> Work order: Tally every line in the entries below that holds "PathBuf", then give only the total.

Listed entries section start

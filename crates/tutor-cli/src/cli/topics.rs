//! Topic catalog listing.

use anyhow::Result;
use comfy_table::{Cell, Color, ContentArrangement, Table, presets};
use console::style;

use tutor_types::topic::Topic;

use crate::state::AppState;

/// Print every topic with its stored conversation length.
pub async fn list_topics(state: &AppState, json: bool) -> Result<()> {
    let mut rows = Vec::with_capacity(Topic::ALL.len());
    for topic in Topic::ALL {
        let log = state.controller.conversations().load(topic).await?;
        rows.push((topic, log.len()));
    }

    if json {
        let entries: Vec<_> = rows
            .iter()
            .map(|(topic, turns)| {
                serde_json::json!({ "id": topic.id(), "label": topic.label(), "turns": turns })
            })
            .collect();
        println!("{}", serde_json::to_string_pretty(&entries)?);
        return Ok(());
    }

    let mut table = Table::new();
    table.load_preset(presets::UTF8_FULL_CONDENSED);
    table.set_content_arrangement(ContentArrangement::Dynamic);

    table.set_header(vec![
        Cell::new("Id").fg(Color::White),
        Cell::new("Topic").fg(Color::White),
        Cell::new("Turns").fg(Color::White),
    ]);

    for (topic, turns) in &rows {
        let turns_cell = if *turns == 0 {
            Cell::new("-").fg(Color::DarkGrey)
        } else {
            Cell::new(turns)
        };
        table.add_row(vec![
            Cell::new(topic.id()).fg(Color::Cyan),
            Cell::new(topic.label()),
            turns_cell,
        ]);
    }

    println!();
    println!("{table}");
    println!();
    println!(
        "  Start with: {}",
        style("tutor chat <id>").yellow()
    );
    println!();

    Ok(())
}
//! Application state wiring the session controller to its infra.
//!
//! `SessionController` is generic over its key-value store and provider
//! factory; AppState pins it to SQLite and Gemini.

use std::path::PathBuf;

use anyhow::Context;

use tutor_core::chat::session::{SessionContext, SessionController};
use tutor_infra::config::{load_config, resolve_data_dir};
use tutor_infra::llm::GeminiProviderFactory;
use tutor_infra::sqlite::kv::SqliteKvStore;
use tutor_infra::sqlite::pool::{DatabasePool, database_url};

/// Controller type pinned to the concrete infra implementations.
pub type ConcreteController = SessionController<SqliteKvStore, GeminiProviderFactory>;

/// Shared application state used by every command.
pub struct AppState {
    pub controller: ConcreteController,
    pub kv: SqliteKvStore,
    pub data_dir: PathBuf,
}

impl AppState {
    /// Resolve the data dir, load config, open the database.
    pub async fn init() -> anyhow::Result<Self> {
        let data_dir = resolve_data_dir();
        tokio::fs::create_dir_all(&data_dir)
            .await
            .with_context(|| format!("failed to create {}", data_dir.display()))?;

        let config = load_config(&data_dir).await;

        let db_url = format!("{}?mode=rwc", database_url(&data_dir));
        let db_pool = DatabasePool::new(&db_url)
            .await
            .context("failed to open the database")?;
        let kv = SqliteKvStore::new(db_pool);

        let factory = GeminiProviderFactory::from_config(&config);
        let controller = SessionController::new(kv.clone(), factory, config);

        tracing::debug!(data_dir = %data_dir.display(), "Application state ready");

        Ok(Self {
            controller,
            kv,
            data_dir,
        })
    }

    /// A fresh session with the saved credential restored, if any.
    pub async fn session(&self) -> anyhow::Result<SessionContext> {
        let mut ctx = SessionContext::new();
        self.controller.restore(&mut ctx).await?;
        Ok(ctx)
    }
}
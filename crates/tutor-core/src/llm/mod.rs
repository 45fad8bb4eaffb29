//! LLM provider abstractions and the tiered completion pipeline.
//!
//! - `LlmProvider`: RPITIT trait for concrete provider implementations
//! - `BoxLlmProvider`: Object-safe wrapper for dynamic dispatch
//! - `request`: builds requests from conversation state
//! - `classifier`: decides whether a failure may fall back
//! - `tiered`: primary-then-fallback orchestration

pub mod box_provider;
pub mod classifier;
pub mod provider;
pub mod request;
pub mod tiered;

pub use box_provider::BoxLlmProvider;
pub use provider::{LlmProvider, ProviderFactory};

Listed entries section end

> Result of this exercise: 2